Vanessa Santiago é motociclista  - Bernardo Santos Mauro
Vanessa Santiago é motociclista Imagem: Bernardo Santos Mauro

Vanessa Santiago em depoimento a Ana Mello

Colaboração para Universa

29/06/2021 04h00

"Tirei a minha carteira de moto em outubro de 2019, aos 30 anos. Logo que comecei a andar, curti tanto que vendi o meu carro e comprei logo uma Harley-Davidson. Três meses depois, já estava rodando 3.500 km no percurso do Rio de Janeiro até Santa Catarina e depois de volta ao Rio. O mundo do motociclismo é muito machista, então, ser mulher e pilotar é um ato de resistência, porque infelizmente ainda é um espaço majoritariamente masculino, no qual muitos homens fazem comentários misóginos para as mulheres motociclistas.

Eu me interessei em tirar a carteira depois de assistir a vídeos de viagens e aparecer um de moto que me despertou a vontade de ter essa experiência também. Nem lembro tanto do vídeo mas não esqueço da sensação que me causou. As imagens mostravam um casal andando de moto. Pensei 'talvez assim consiga viajar mais'. Sempre tive medo de motocicleta, mas depois de andar a primeira vez e sentir o vento no corpo, encontrei o que faltava. Na época, não tinha uma referência feminina para andar de moto e, hoje em dia, convivo com várias mulheres que me inspiram.

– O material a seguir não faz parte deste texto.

#![forbid(unsafe_code)]

//! Call-shaping policies for size callbacks.
//!
//! [`make_limiter`] wraps a [`SizeCallback`] in one of three policies:
//!
//! - [`ReportingMode::Immediate`]: pass-through, every sample delivered
//!   synchronously and in order.
//! - [`ReportingMode::Debounce`]: each call cancels the pending delivery and
//!   schedules a new one `timeout` later. Only the last sample of a quiet
//!   period is delivered; a stream that never pauses for `timeout` is never
//!   delivered.
//! - [`ReportingMode::Throttle`]: *open* delivers synchronously and starts a
//!   `timeout` cooling window; samples arriving while *cooling* are dropped,
//!   not buffered.
//!
//! # Invariants
//!
//! 1. A limiter owns at most one outstanding timer.
//! 2. Dropping the last handle to a limiter clears its timer.
//! 3. Timer tasks reference their limiter weakly; a task that outlives its
//!    limiter is a no-op.

use std::cell::Cell;
use std::fmt;
use std::rc::{Rc, Weak};
use std::str::FromStr;

use tracing::{trace, warn};
use web_time::Duration;

use crate::error::SizeReportError;
use crate::sample::SizeSample;
use crate::timer::{TimerHost, TimerId};

/// Caller-supplied size handler, invoked with `(width, height)`.
pub type SizeCallback = Rc<dyn Fn(f64, f64)>;

/// How size changes are reported to the caller.
#[derive(Debug, Clone, Copy, PartialEq, Eq, Hash, Default)]
pub enum ReportingMode {
    Immediate,
    Debounce,
    #[default]
    Throttle,
}

impl ReportingMode {
    #[must_use]
    pub const fn as_str(self) -> &'static str {
        match self {
            Self::Immediate => "immediate",
            Self::Debounce => "debounce",
            Self::Throttle => "throttle",
        }
    }

    /// Whether this mode uses a timeout.
    #[must_use]
    pub const fn is_rate_limited(self) -> bool {
        !matches!(self, Self::Immediate)
    }

    /// Parse a mode, falling back to [`Throttle`](Self::Throttle) with a
    /// warning when the name is not recognized.
    #[must_use]
    pub fn parse_lenient(raw: &str) -> Self {
        raw.parse().unwrap_or_else(|err: SizeReportError| {
            warn!(mode = raw, %err, "reportingMode invalid, falling back to throttle");
            Self::Throttle
        })
    }
}

impl FromStr for ReportingMode {
    type Err = SizeReportError;

    fn from_str(s: &str) -> Result<Self, Self::Err> {
        match s {
            "immediate" | "none" => Ok(Self::Immediate),
            "debounce" => Ok(Self::Debounce),
            "throttle" => Ok(Self::Throttle),
            other => Err(SizeReportError::UnrecognizedMode {
                value: other.to_string(),
            }),
        }
    }
}

impl fmt::Display for ReportingMode {
    fn fmt(&self, f: &mut fmt::Formatter<'_>) -> fmt::Result {
        f.write_str(self.as_str())
    }
}

/// A rate-limited wrapper around a [`SizeCallback`].
///
/// Cloning shares the limiter state; the timer is cleared when the last
/// clone is dropped.
#[derive(Clone)]
pub struct LimitedHandler {
    kind: Kind,
}

#[derive(Clone)]
enum Kind {
    Immediate(SizeCallback),
    Debounce(Rc<Debouncer>),
    Throttle(Rc<Throttler>),
}

impl fmt::Debug for LimitedHandler {
    fn fmt(&self, f: &mut fmt::Formatter<'_>) -> fmt::Result {
        f.debug_struct("LimitedHandler")
            .field("mode", &self.mode())
            .field("pending_timer", &self.has_pending_timer())
            .finish()
    }
}

/// Wrap `handler` in the policy named by `mode`.
///
/// `timeout` is ignored for [`ReportingMode::Immediate`].
pub fn make_limiter(
    handler: SizeCallback,
    mode: ReportingMode,
    timeout: Duration,
    timers: Rc<dyn TimerHost>,
) -> LimitedHandler {
    let kind = match mode {
        ReportingMode::Immediate => Kind::Immediate(handler),
        ReportingMode::Debounce => Kind::Debounce(Rc::new(Debouncer {
            callback: handler,
            delay: timeout,
            timers,
            pending: Cell::new(None),
        })),
        ReportingMode::Throttle => Kind::Throttle(Rc::new(Throttler {
            callback: handler,
            window: timeout,
            timers,
            cooling: Cell::new(false),
            timer: Cell::new(None),
        })),
    };
    LimitedHandler { kind }
}

impl LimitedHandler {
    /// Offer a sample to the policy.
    pub fn call(&self, sample: SizeSample) {
        match &self.kind {
            Kind::Immediate(cb) => cb(sample.width, sample.height),
            Kind::Debounce(d) => Debouncer::invoke(d, sample),
            Kind::Throttle(t) => Throttler::invoke(t, sample),
        }
    }

    #[must_use]
    pub fn mode(&self) -> ReportingMode {
        match &self.kind {
            Kind::Immediate(_) => ReportingMode::Immediate,
            Kind::Debounce(_) => ReportingMode::Debounce,
            Kind::Throttle(_) => ReportingMode::Throttle,
        }
    }

    /// Whether a debounce delivery or throttle window is outstanding.
    #[must_use]
    pub fn has_pending_timer(&self) -> bool {
        match &self.kind {
            Kind::Immediate(_) => false,
            Kind::Debounce(d) => d.pending.get().is_some(),
            Kind::Throttle(t) => t.timer.get().is_some(),
        }
    }
}

struct Debouncer {
    callback: SizeCallback,
    delay: Duration,
    timers: Rc<dyn TimerHost>,
    pending: Cell<Option<TimerId>>,
}

impl Debouncer {
    fn invoke(this: &Rc<Self>, sample: SizeSample) {
        if let Some(id) = this.pending.take() {
            this.timers.clear_timeout(id);
        }
        let weak: Weak<Self> = Rc::downgrade(this);
        let id = this.timers.set_timeout(
            this.delay,
            Box::new(move || {
                let Some(debouncer) = weak.upgrade() else {
                    return;
                };
                debouncer.pending.set(None);
                (debouncer.callback)(sample.width, sample.height);
            }),
        );
        this.pending.set(Some(id));
    }
}

impl Drop for Debouncer {
    fn drop(&mut self) {
        if let Some(id) = self.pending.take() {
            trace!(timer_id = id.raw(), "debounce superseded");
            self.timers.clear_timeout(id);
        }
    }
}

struct Throttler {
    callback: SizeCallback,
    window: Duration,
    timers: Rc<dyn TimerHost>,
    cooling: Cell<bool>,
    timer: Cell<Option<TimerId>>,
}

impl Throttler {
    fn invoke(this: &Rc<Self>, sample: SizeSample) {
        if this.cooling.get() {
            trace!(width = sample.width, height = sample.height, "throttled");
            return;
        }
        this.cooling.set(true);
        let weak: Weak<Self> = Rc::downgrade(this);
        let id = this.timers.set_timeout(
            this.window,
            Box::new(move || {
                if let Some(throttler) = weak.upgrade() {
                    throttler.timer.set(None);
                    throttler.cooling.set(false);
                }
            }),
        );
        this.timer.set(Some(id));
        (this.callback)(sample.width, sample.height);
    }
}

impl Drop for Throttler {
    fn drop(&mut self) {
        if let Some(id) = self.timer.take() {
            self.timers.clear_timeout(id);
        }
    }
}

Quando estou com a minha moto, ouço frases como: "você está de garupa?", "essa moto é do seu marido?", "essa moto é muito pesada pra você", "não seria melhor uma scooter?". E sempre respondo com: não é pesada, pois quem me leva é a moto, não o contrário. Fora a hiperssexualização da mulher até nessa área, o que faz com que os homens cometam assédios frequentes.

Essa realidade está mudando, as mulheres estão conquistando o seu espaço e mostrando que o respeito é o básico e a admiração é o bônus. Até porque já passou da hora de aprenderem a elogiar uma mulher pelas suas habilidades e não pelos atributos físicos. Eu faço parte de dois coletivos de mulheres motociclistas que mudaram a minha vida: "The Litas", que é internacional e tem um grupo no Rio de Janeiro, e o "Fridas e Divas".

Vanessa Santiago é motociclista - Bernardo Santos Mauro - Bernardo Santos Mauro
"Essa moto é do seu marido?", "essa moto é muito pesada pra você" e "não seria melhor uma scooter?" são alguns dos comentários que Vanessa já escutou quando saiu com sua moto
Imagem: Bernardo Santos Mauro

Dei muita sorte, porque quando comprei a minha primeira moto, a Natália Vasconcelos, responsável pelo coletivo "Fridas e Divas", me convidou para participar, quando me conheceu em uma oficina. Hoje, nós somos 100 mulheres do Rio de Janeiro que compartilham a mesma paixão pelas duas rodas, fazem viagens, encontros, churrascos e caridade.

Criamos um grupo no WhatsApp no qual marcamos passeios informais, mas, com a pandemia, temos evitado nos reunir, pois estamos respeitando o isolamento.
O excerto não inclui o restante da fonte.